Did the fish have abnormally red or brown gills? Were they flashing? Were the corys going up for air more often than normal? Were fish faded? Rapid breathing? Did you notice the fish less active and perhaps gasping/breathing hard for hours before dying?

Maybe your tank has never had enough biological filtration, which seems so due to always having traces of ammonia and nitrite. Cycled yes, but not a big enough beneficial bacteria population, maybe due to not enough surface area/biomedia. But that does seem pretty unlikely as autotrophic bacteria should just end up growing other areas to an appropriate colony size. Unless your test kit is just that inaccurate?
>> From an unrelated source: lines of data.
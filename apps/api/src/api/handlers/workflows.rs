use axum::{
    extract::{Path, State},
    http::StatusCode,
    Json,
};
use serde::Deserialize;
use uuid::Uuid;

use crate::api::errors::ApiError;
use crate::api::middleware::AuthContext;
use crate::api::state::AppState;
use crate::domain::execution::WorkflowExecution;
use crate::domain::workflow::{Step, Workflow};

/// Request body for authoring a workflow
#[derive(Debug, Deserialize)]
pub struct CreateWorkflowRequest {
    pub name: String,
    pub team_id: Option<Uuid>,
    pub steps: Vec<Step>,
}

#[derive(Debug, Deserialize)]
pub struct UpdateWorkflowRequest {
    pub name: Option<String>,
    pub steps: Vec<Step>,
}

/// POST /api/workflows
pub async fn create_workflow(
    State(state): State<AppState>,
    auth: AuthContext,
    Json(req): Json<CreateWorkflowRequest>,
) -> Result<(StatusCode, Json<Workflow>), ApiError> {
    let repos = &state.services.repos;

    if let Some(team_id) = req.team_id {
        repos
            .teams
            .find_by_id(auth.workspace_id, team_id)
            .await
            .map_err(|e| ApiError::internal_server_error(format!("Failed to fetch team: {}", e)))?
            .ok_or_else(|| ApiError::not_found(format!("Team not found: {}", team_id)))?;
    }
    let workflow = Workflow::new(auth.workspace_id, req.team_id, req.name, req.steps, auth.user_id)
        .map_err(ApiError::bad_request)?;
    require_agents(&state, &workflow).await?;

    repos
        .workflows
        .save(&workflow)
        .await
        .map_err(|e| ApiError::internal_server_error(format!("Failed to save workflow: {}", e)))?;

    Ok((StatusCode::CREATED, Json(workflow)))
}

/// GET /api/workflows
pub async fn list_workflows(
    State(state): State<AppState>,
    auth: AuthContext,
) -> Result<Json<Vec<Workflow>>, ApiError> {
    let workflows = state
        .services
        .repos
        .workflows
        .find_by_workspace(auth.workspace_id)
        .await
        .map_err(|e| ApiError::internal_server_error(format!("Failed to fetch workflows: {}", e)))?;
    Ok(Json(workflows))
}

/// GET /api/workflows/:id
pub async fn get_workflow(
    State(state): State<AppState>,
    auth: AuthContext,
    Path(id): Path<Uuid>,
) -> Result<Json<Workflow>, ApiError> {
    Ok(Json(load_workflow(&state, auth.workspace_id, id).await?))
}

/// Edit a workflow
///
/// Versions that an execution already references are immutable: editing
/// one creates the next version instead. Returns the version that holds
/// the edit.
///
/// PUT /api/workflows/:id
pub async fn update_workflow(
    State(state): State<AppState>,
    auth: AuthContext,
    Path(id): Path<Uuid>,
    Json(req): Json<UpdateWorkflowRequest>,
) -> Result<Json<Workflow>, ApiError> {
    let repos = &state.services.repos;
    let mut workflow = load_workflow(&state, auth.workspace_id, id).await?;

    let referenced = repos
        .executions
        .count_by_workflow(auth.workspace_id, id)
        .await
        .map_err(|e| ApiError::internal_server_error(format!("Failed to count executions: {}", e)))?
        > 0;

    let updated = if referenced {
        workflow
            .revise(req.name, req.steps, auth.user_id)
            .map_err(ApiError::bad_request)?
    } else {
        workflow.edit(req.name, req.steps).map_err(ApiError::bad_request)?;
        workflow
    };
    require_agents(&state, &updated).await?;

    repos
        .workflows
        .save(&updated)
        .await
        .map_err(|e| ApiError::internal_server_error(format!("Failed to save workflow: {}", e)))?;

    tracing::info!(workflow_id = %updated.id, version = updated.version, referenced, "workflow updated");
    Ok(Json(updated))
}

/// Start an execution and drive it until it finishes or parks
///
/// POST /api/workflows/:id/executions
pub async fn start_workflow(
    State(state): State<AppState>,
    auth: AuthContext,
    Path(id): Path<Uuid>,
) -> Result<(StatusCode, Json<WorkflowExecution>), ApiError> {
    let execution = state.services.engine.start(auth.workspace_id, id).await?;
    Ok((StatusCode::CREATED, Json(execution)))
}

async fn load_workflow(state: &AppState, workspace_id: Uuid, id: Uuid) -> Result<Workflow, ApiError> {
    state
        .services
        .repos
        .workflows
        .find_by_id(workspace_id, id)
        .await
        .map_err(|e| ApiError::internal_server_error(format!("Failed to fetch workflow: {}", e)))?
        .ok_or_else(|| ApiError::not_found(format!("Workflow not found: {}", id)))
}

/// Every step must name an agent of the workspace
async fn require_agents(state: &AppState, workflow: &Workflow) -> Result<(), ApiError> {
    let ids: Vec<Uuid> = workflow.agent_ids().into_iter().collect();
    let found = state
        .services
        .repos
        .agents
        .find_many(workflow.workspace_id, &ids)
        .await
        .map_err(|e| ApiError::internal_server_error(format!("Failed to fetch agents: {}", e)))?;

    match ids.iter().find(|id| !found.iter().any(|a| a.id == **id)) {
        Some(missing) => Err(ApiError::not_found(format!("Agent not found: {}", missing))),
        None => Ok(()),
    }
}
Fish's gills can get damaged when exposed to ammonia, and with enough time/exposure, enough gill tissue is damaged that they have a harder time breathing. Nitr*I*tes can cause what is called "brown blood disease", it pretty much causes the blood to carry less oxygen so the fish gets less oxygen/has a harder time breathing.

Do you have anything possibly leaching ammonia? Some ferts/root tabs use ammonia in their formula. Excess organics decaying, being broken down by heterotrophic bacteria into ammonia? Substrate leaching? Highly doubt a couple crushed up snails would cause any issues.

You mentioned not bringing over the HOB sponge, those sponge may actually have a ton or even most of the beneficial bacteria. The HOB being the first established filter may actually have had all or nearly all of the beneficial bacteria, and the sponge filter could of had very little since the HOB already had the job covered (especially if the sponge filter wasn't pulling in much dissolved oxygenated water compared to the HOB).

From the 1st picture your spray bar does look well below the water surface and seems to not agitate the water surface much. Also the bubbles from your sponge filter look very underpowered and doesn't look like it would agitate the surface much either. With the spray bar mounted so low, it is pretty much only circulating water, and the only oxygenating is through mere atmospheric exchange which is not much without surface agitation.

If the water surface has always been that still since you removed the HOB, then it is very possible the inhabitants died due to lack of air (Corys can last longer, but still can suffocate if in low enough o2 levels long enough, and yet older individuals can't tolerate the stress and low o2 levels like younger corys can). The HOB, with it's waterfall effect, pushing dissolved oxygen down within the aquarium.

Fish use up oxygen, so does bacteria and even plants do (especially at night).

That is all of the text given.